Wolverine also contends that it's far less costly.

Fred Wert, a Wolverine building engineer, buttresses Ziegler's comments, adding that there's more to it than just building a new shell around the old building.

"We help our customers upgrade facilities and operations concurrently," Wert said. "We can come up with more practical, cost-effective plant processes as part of the facility renovation. Rarely do we come up against a situation we haven't seen."

He explained that in manufacturing construction, the shape of a building rarely is more important than the flow of the equipment and product inside it.

But he said that because location and staff challenges are more of a concern, companies often unwittingly force themselves to settle for a plant shape, or limited plant size.

As a result, he argues, companies that purchase land in advance for new buildings often are limiting their options as far as plant size, layout and manufacturing processes are concerned — and often without realizing it until it's too late.

"Overall productivity costs suffer, and owners end up hearing about problems from their foreman and line workers ever after," Wert added.

He and Ziegler said Wolverine engineers work very closely with the client company's technical staff and literally must anticipate all the problems, pitfalls and challenges, and then design the problems right out of the project.

Kelly says building over simply offers more options.

"If you've already got a good site," he said, "a build-over allows you to stay there. You don't necessarily have to be limited by the building that's on it," says Kelly.

"Considering dollars and disruption, the cost of actually moving to a new location is huge," he said. He said the build-over technique offers enormous opportunity for manufacturers in the area. "Companies should look at it as an alternative to moving."

Kelly said the cost savings of staying in place are enormous in that a firm can take advantage of utilities already in place. The same applies, he added, to existing parking lots, to the savings of not having to relocate and reinstall plant equipment, while obviating the cost of new high-cost land.

Kelly says building over allows an owner to put facility capital investment to work more quickly than with a traditional construction approach and schedule; it puts that capital investment to work in direct performance improvement areas and it does so "now, not a year or two down the road."

Building over presents some challenges, however, that are different from building a new building miles away. Operations inside the old plant can continue, but not precisely as before.

"It's very much a team effort," Ziegler said, "and the owner is as much a part of the team as everybody else."

He explained that a great deal of flexibility must be built into the process. "From our side," Kelly said, "that includes the project engineer, our project manager and site supervisor, our subs and our employees.
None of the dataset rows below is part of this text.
//! Plans and plan changes.

use axum::{Json, extract::State};
use serde::Deserialize;
use tracing::instrument;

use crate::db::{PlanRepository, ProductRepository, UserRepository};
use crate::error::AppError;
use crate::middleware::RequireAuth;
use crate::models::{Plan, User};
use crate::state::AppState;

/// Body of `PUT /api/account/plan`.
#[derive(Debug, Deserialize)]
pub struct ChangePlanRequest {
    pub plan_code: String,
}

/// Every plan, cheapest first. Public so the register page can show them.
///
/// GET /api/plans
pub async fn list_plans(State(state): State<AppState>) -> Result<Json<Vec<Plan>>, AppError> {
    let plans = PlanRepository::new(state.pool()).list_all().await?;
    Ok(Json(plans))
}

/// Move the caller to another plan.
///
/// A downgrade is refused while the account holds more products than the
/// new plan allows.
///
/// PUT /api/account/plan
#[instrument(skip(user, state), fields(user_id = %user.id))]
pub async fn change_plan(
    RequireAuth(user): RequireAuth,
    State(state): State<AppState>,
    Json(body): Json<ChangePlanRequest>,
) -> Result<Json<User>, AppError> {
    let code = body.plan_code.trim().to_ascii_lowercase();
    let plan = PlanRepository::new(state.pool())
        .get_by_code(&code)
        .await?
        .ok_or_else(|| AppError::NotFound("Plan".to_string()))?;

    let products = ProductRepository::new(state.pool())
        .count_active(user.id)
        .await?;
    if !plan.fits_product_count(products) {
        return Err(AppError::Conflict(format!(
            "the {} plan allows {} products but the account has {products}",
            plan.name,
            plan.max_products.unwrap_or_default()
        )));
    }

    let updated = UserRepository::new(state.pool())
        .set_plan(user.id, plan.id)
        .await?;

    tracing::info!(plan = %plan.code, "Plan changed");
    Ok(Json(updated))
}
A customer-driven change might force us to regroup, redirect, communicate, then implement with very little notice," said Kelly.
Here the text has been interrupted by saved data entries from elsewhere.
//! Plan repository.

use rust_decimal::Decimal;
use sqlx::PgPool;

use stockroom_core::PlanId;

use super::RepositoryError;
use crate::models::Plan;

/// Plan a new account starts on.
pub const DEFAULT_PLAN_CODE: &str = "free";

/// Built-in plans: `(code, name, monthly_price_cents, max_products)`.
pub const DEFAULT_PLANS: &[(&str, &str, i64, Option<i32>)] = &[
    ("free", "Free", 0, Some(25)),
    ("pro", "Pro", 1900, Some(1000)),
    ("business", "Business", 4900, None),
];

/// Repository for subscription plans.
pub struct PlanRepository<'a> {
    pool: &'a PgPool,
}

impl<'a> PlanRepository<'a> {
    /// Create a new plan repository.
    #[must_use]
    pub const fn new(pool: &'a PgPool) -> Self {
        Self { pool }
    }

    /// List every plan, cheapest first.
    ///
    /// # Errors
    ///
    /// Returns `RepositoryError::Database` if the query fails.
    pub async fn list_all(&self) -> Result<Vec<Plan>, RepositoryError> {
        let plans = sqlx::query_as::<_, Plan>(
            r"
            SELECT id, code, name, monthly_price, max_products, created_at
            FROM backoffice.plan
            ORDER BY monthly_price, id
            ",
        )
        .fetch_all(self.pool)
        .await?;

        Ok(plans)
    }

    /// Get a plan by ID.
    ///
    /// # Errors
    ///
    /// Returns `RepositoryError::Database` if the query fails.
    pub async fn get_by_id(&self, id: PlanId) -> Result<Option<Plan>, RepositoryError> {
        let plan = sqlx::query_as::<_, Plan>(
            r"
            SELECT id, code, name, monthly_price, max_products, created_at
            FROM backoffice.plan
            WHERE id = $1
            ",
        )
        .bind(id)
        .fetch_optional(self.pool)
        .await?;

        Ok(plan)
    }

    /// Get a plan by its code.
    ///
    /// # Errors
    ///
    /// Returns `RepositoryError::Database` if the query fails.
    pub async fn get_by_code(&self, code: &str) -> Result<Option<Plan>, RepositoryError> {
        let plan = sqlx::query_as::<_, Plan>(
            r"
            SELECT id, code, name, monthly_price, max_products, created_at
            FROM backoffice.plan
            WHERE code = $1
            ",
        )
        .bind(code)
        .fetch_optional(self.pool)
        .await?;

        Ok(plan)
    }

    /// Insert or update the built-in plans. Returns the number of plans written.
    ///
    /// # Errors
    ///
    /// Returns `RepositoryError::Database` if any statement fails.
    pub async fn seed_defaults(&self) -> Result<usize, RepositoryError> {
        let mut tx = self.pool.begin().await?;

        for (code, name, price_cents, max_products) in DEFAULT_PLANS {
            sqlx::query(
                r"
                INSERT INTO backoffice.plan (code, name, monthly_price, max_products)
                VALUES ($1, $2, $3, $4)
                ON CONFLICT (code) DO UPDATE
                SET name = EXCLUDED.name,
                    monthly_price = EXCLUDED.monthly_price,
                    max_products = EXCLUDED.max_products
                ",
            )
            .bind(*code)
            .bind(*name)
            .bind(Decimal::new(*price_cents, 2))
            .bind(*max_products)
            .execute(&mut *tx)
            .await?;
        }

        tx.commit().await?;
        Ok(DEFAULT_PLANS.len())
    }
}

#[cfg(test)]
mod tests {
    use super::*;

    #[test]
    fn test_default_plan_is_seeded() {
        assert!(DEFAULT_PLANS.iter().any(|(code, ..)| *code == DEFAULT_PLAN_CODE));
    }

    #[test]
    fn test_only_top_plan_is_unlimited() {
        let unlimited: Vec<_> = DEFAULT_PLANS
            .iter()
            .filter(|(.., max)| max.is_none())
            .map(|(code, ..)| *code)
            .collect();
        assert_eq!(unlimited, vec!["business"]);
    }
}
"You've got to have good communications on these projects," he added. "Because when the site supervisor and owner agree that in half an hour, there's going to be a column cut in through the existing roof and placed where this desk is, things move quickly."

"Our ability to maintain project costs, efficiencies and end deadlines is wholly dependent on the day-to-day. In our on-site phase, we plan these projects in five- to 10-day increments, no further out," Ziegler said.

"We can't have inexperienced subcontractors," Kelly added. "We can't have a sub decide to take off from the job site for a week because the scheduled job changed. That flexibility takes a mature, experienced contractor; our teams are disciplined and committed."